While 529 college savings plans continue to grow in popularity due to the various tax benefits afforded to most investors, discussions around selecting investments within these plans can often slide under the radar. One of the most frequently used investment strategies involves selecting a glide path option, commonly referred to as an age-based or target enrollment portfolio, where the portfolio de-risks as the year of enrollment approaches.
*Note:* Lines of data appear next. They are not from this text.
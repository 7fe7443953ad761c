use thiserror::Error;

use crate::expr::Rule;

#[derive(Error, Debug)]
pub enum ExprError {
    #[error("Empty expression")]
    Empty,
    #[error("Syntax error: {0}")]
    Parse(#[from] Box<pest::error::Error<Rule>>),
    #[error("Expression is {len} characters long, the limit is {max}")]
    TooLong { len: usize, max: usize },
    #[error("Expression nests deeper than {max} levels")]
    TooDeep { max: usize },
    #[error("Unknown function '{0}'")]
    UnknownFunction(String),
    #[error("Function '{name}' expects {expected} argument(s), got {found}")]
    Arity {
        name: String,
        expected: usize,
        found: usize,
    },
    #[error("Unknown name '{0}'")]
    UnknownVariable(String),
    #[error("Shape mismatch: expected {expected:?}, found {found:?}")]
    ShapeMismatch {
        expected: Vec<usize>,
        found: Vec<usize>,
    },
}

/// Everything that can make a render fail. Shown verbatim in the error dialog.
#[derive(Error, Debug)]
pub enum RenderError {
    #[error("{component}: {source}")]
    Component {
        component: &'static str,
        #[source]
        source: ExprError,
    },
    #[error("The field has no finite vectors to draw")]
    NoFiniteVectors,
}

impl RenderError {
    /// Tags an evaluator failure with the field component it came from.
    pub fn in_component(component: &'static str) -> impl FnOnce(ExprError) -> Self {
        move |source| RenderError::Component { component, source }
    }
}
#[derive(Debug, Clone, PartialEq)]
pub enum Expr {
    Number(f64),
    Variable(String),
    Unary {
        op: UnaryOp,
        operand: Box<Expr>,
    },
    Binary {
        op: BinaryOp,
        lhs: Box<Expr>,
        rhs: Box<Expr>,
    },
    Call {
        func: Function,
        args: Vec<Expr>,
    },
}

/// Names visible to an expression, each bound to a coordinate array.
#[derive(Debug, Default)]
pub struct Scope<'a> {
    vars: HashMap<&'a str, &'a ArrayD<f64>>,
}

impl<'a> Scope<'a> {
    pub fn new() -> Self {
        Self::default()
    }

    pub fn bind(mut self, name: &'a str, values: &'a ArrayD<f64>) -> Self {
        self.vars.insert(name, values);
        self
    }

    fn lookup(&self, name: &str) -> Option<&'a ArrayD<f64>> {
        self.vars.get(name).copied()
    }
}

fn pratt() -> &'static PrattParser<Rule> {
    static PRATT: OnceLock<PrattParser<Rule>> = OnceLock::new();
    PRATT.get_or_init(|| {
        // Lowest precedence first. Unary minus sits below `**` so that
        // `-x**2` reads as `-(x**2)`.
        PrattParser::new()
            .op(Op::infix(Rule::add, Assoc::Left) | Op::infix(Rule::sub, Assoc::Left))
            .op(Op::infix(Rule::mul, Assoc::Left) | Op::infix(Rule::div, Assoc::Left))
            .op(Op::prefix(Rule::neg) | Op::prefix(Rule::pos))
            .op(Op::infix(Rule::pow, Assoc::Right))
    })
}

/// Parses one expression into its AST.
pub fn parse(input: &str) -> Result<Expr, ExprError> {
    if input.trim().is_empty() {
        return Err(ExprError::Empty);
    }
    if input.len() > MAX_SOURCE_LEN {
        return Err(ExprError::TooLong {
            len: input.len(),
            max: MAX_SOURCE_LEN,
        });
    }
    if nesting(input) > MAX_DEPTH {
        return Err(ExprError::TooDeep { max: MAX_DEPTH });
    }

    let mut pairs = FieldParser::parse(Rule::program, input).map_err(Box::new)?;
    let expr = pairs
        .next()
        .and_then(|program| program.into_inner().next())
        .ok_or(ExprError::Empty)?;

    let ast = build(expr.into_inner())?;
    if ast.depth() > MAX_TREE_DEPTH {
        return Err(ExprError::TooDeep {
            max: MAX_TREE_DEPTH,
        });
    }
    log::debug!("parsed {input:?} as {ast:?}");
    Ok(ast)
}

/// Upper bound on the grammar's recursion: open parentheses plus runs of
/// sign characters, which may all be unary.
fn nesting(input: &str) -> usize {
    let mut parens = 0usize;
    let mut signs = 0usize;
    let mut deepest = 0usize;
    for c in input.chars() {
        match c {
            '(' => {
                parens += 1;
                signs = 0;
            }
            ')' => {
                parens = parens.saturating_sub(1);
                signs = 0;
            }
            '+' | '-' => signs += 1,
            c if c.is_whitespace() => {}
            _ => signs = 0,
        }
        deepest = deepest.max(parens + signs);
    }
    deepest
}

fn build(pairs: Pairs<'_, Rule>) -> Result<Expr, ExprError> {
    pratt()
        .map_primary(primary)
        .map_prefix(|op, operand| {
            let op = match op.as_rule() {
                Rule::neg => UnaryOp::Neg,
                _ => UnaryOp::Pos,
            };
            Ok(Expr::Unary {
                op,
                operand: Box::new(operand?),
            })
        })
        .map_infix(|lhs, op, rhs| {
            let op = match op.as_rule() {
                Rule::add => BinaryOp::Add,
                Rule::sub => BinaryOp::Sub,
                Rule::mul => BinaryOp::Mul,
                Rule::div => BinaryOp::Div,
                _ => BinaryOp::Pow,
            };
            Ok(Expr::Binary {
                op,
                lhs: Box::new(lhs?),
                rhs: Box::new(rhs?),
            })
        })
        .parse(pairs)
}

fn primary(pair: Pair<'_, Rule>) -> Result<Expr, ExprError> {
    match pair.as_rule() {
        Rule::number => number(pair),
        Rule::ident => Ok(identifier(pair.as_str())),
        Rule::call => call(pair),
        Rule::expr => build(pair.into_inner()),
        rule => unreachable!("grammar produced {rule:?} as a primary"),
    }
}

fn number(pair: Pair<'_, Rule>) -> Result<Expr, ExprError> {
    pair.as_str().parse::<f64>().map(Expr::Number).map_err(|err| {
        let variant = ErrorVariant::CustomError {
            message: format!("invalid number: {err}"),
        };
        ExprError::Parse(Box::new(pest::error::Error::new_from_span(
            variant,
            pair.as_span(),
        )))
    })
}

fn identifier(raw: &str) -> Expr {
    match raw.strip_prefix(NAMESPACE_PREFIX).unwrap_or(raw) {
        "pi" => Expr::Number(consts::PI),
        "e" => Expr::Number(consts::E),
        // `np.` only qualifies functions and constants
        _ if raw.starts_with(NAMESPACE_PREFIX) => Expr::Variable(raw.to_string()),
        name => Expr::Variable(name.to_string()),
    }
}

fn call(pair: Pair<'_, Rule>) -> Result<Expr, ExprError> {
    let mut inner = pair.into_inner();
    let raw = inner.next().map(|ident| ident.as_str()).unwrap_or_default();
    let name = raw.strip_prefix(NAMESPACE_PREFIX).unwrap_or(raw);
    let func =
        Function::lookup(name).ok_or_else(|| ExprError::UnknownFunction(raw.to_string()))?;

    let args = inner
        .map(|arg| build(arg.into_inner()))
        .collect::<Result<Vec<_>, _>>()?;
    if args.len() != func.arity() {
        return Err(ExprError::Arity {
            name: name.to_string(),
            expected: func.arity(),
            found: args.len(),
        });
    }

    Ok(Expr::Call { func, args })
}

impl Expr {
    /// Levels in the tree; a lone literal or name is 1.
    pub fn depth(&self) -> usize {
        match self {
            Expr::Number(_) | Expr::Variable(_) => 1,
            Expr::Unary { operand, .. } => 1 + operand.depth(),
            Expr::Binary { lhs, rhs, .. } => 1 + lhs.depth().max(rhs.depth()),
            Expr::Call { args, .. } => 1 + args.iter().map(Expr::depth).max().unwrap_or(0),
        }
    }

    /// Evaluates elementwise. Literals come back as 0-d arrays and broadcast
    /// against whatever they are combined with.
    pub fn eval(&self, scope: &Scope<'_>) -> Result<ArrayD<f64>, ExprError> {
        match self {
            Expr::Number(v) => Ok(ArrayD::from_elem(IxDyn(&[]), *v)),
            Expr::Variable(name) => scope
                .lookup(name)
                .cloned()
                .ok_or_else(|| ExprError::UnknownVariable(name.clone())),
            Expr::Unary { op, operand } => {
                let values = operand.eval(scope)?;
                Ok(match op {
                    UnaryOp::Neg => values.mapv_into(|v| -v),
                    UnaryOp::Pos => values,
                })
            }
            Expr::Binary { op, lhs, rhs } => {
                let op = *op;
                zip_with(&lhs.eval(scope)?, &rhs.eval(scope)?, |a, b| op.apply(a, b))
            }
            Expr::Call { func, args } => {
                let func = *func;
                match args.as_slice() {
                    [arg] if func.arity() == 1 => {
                        Ok(arg.eval(scope)?.mapv_into(|v| func.apply1(v)))
                    }
                    [a, b] if func.arity() == 2 => {
                        zip_with(&a.eval(scope)?, &b.eval(scope)?, |a, b| func.apply2(a, b))
                    }
                    _ => Err(ExprError::Arity {
                        name: format!("{func:?}").to_lowercase(),
                        expected: func.arity(),
                        found: args.len(),
                    }),
                }
            }
        }
    }

    /// Evaluates and broadcasts the result to `shape`.
    pub fn eval_on(
        &self,
        scope: &Scope<'_>,
        shape: &[usize],
    ) -> Result<ArrayD<f64>, ExprError> {
        let values = self.eval(scope)?;
        let broadcast = values.broadcast(shape).ok_or_else(|| ExprError::ShapeMismatch {
            expected: shape.to_vec(),
            found: values.shape().to_vec(),
        })?;
        Ok(broadcast.to_owned())
    }
}

/// Parses `source` and evaluates it over `scope`, producing an array of
/// exactly `shape`.
pub fn evaluate(
    source: &str,
    scope: &Scope<'_>,
    shape: &[usize],
) -> Result<ArrayD<f64>, ExprError> {
    parse(source)?.eval_on(scope, shape)
}

fn zip_with(
    a: &ArrayD<f64>,
    b: &ArrayD<f64>,
    f: impl Fn(f64, f64) -> f64,
) -> Result<ArrayD<f64>, ExprError> {
    let shape = if (b.ndim(), b.len()) > (a.ndim(), a.len()) {
        b.shape().to_vec()
    } else {
        a.shape().to_vec()
    };

    let mismatch = |found: &[usize]| ExprError::ShapeMismatch {
        expected: shape.clone(),
        found: found.to_vec(),
    };
    let lhs = a.broadcast(shape.as_slice()).ok_or_else(|| mismatch(a.shape()))?;
    let rhs = b.broadcast(shape.as_slice()).ok_or_else(|| mismatch(b.shape()))?;

    Ok(Zip::from(&lhs).and(&rhs).map_collect(|&x, &y| f(x, y)))
}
There are considerable differences in glide paths among 529 college savings plan providers that have resulted in materially different returns, which is not surprising given how equity, fixed income, and cash allocations within these portfolios can vary widely. However, when looking at portfolio choices that may be more appropriate for those who have children or beneficiaries who will be enrolling in school this fall or may already be enrolled, many generated negative returns. For example, in the Age 19+ age-based portfolios, target enrollment-2024 portfolios, and target enrollment-college portfolios, 42%, 29%, and 41% of portfolios had negative returns YTD (as of 03/31/2024), respectively, and 39%, 51%, and 48% of portfolios had negative returns on a 3-year annualized basis, respectively.

Therefore, while investing 529 college savings plan funds in a glide path strategy can be the appropriate decision from a portfolio construction standpoint, it becomes less attractive when interest rates are high and the primary goal for these funds shifts from growth to capital preservation.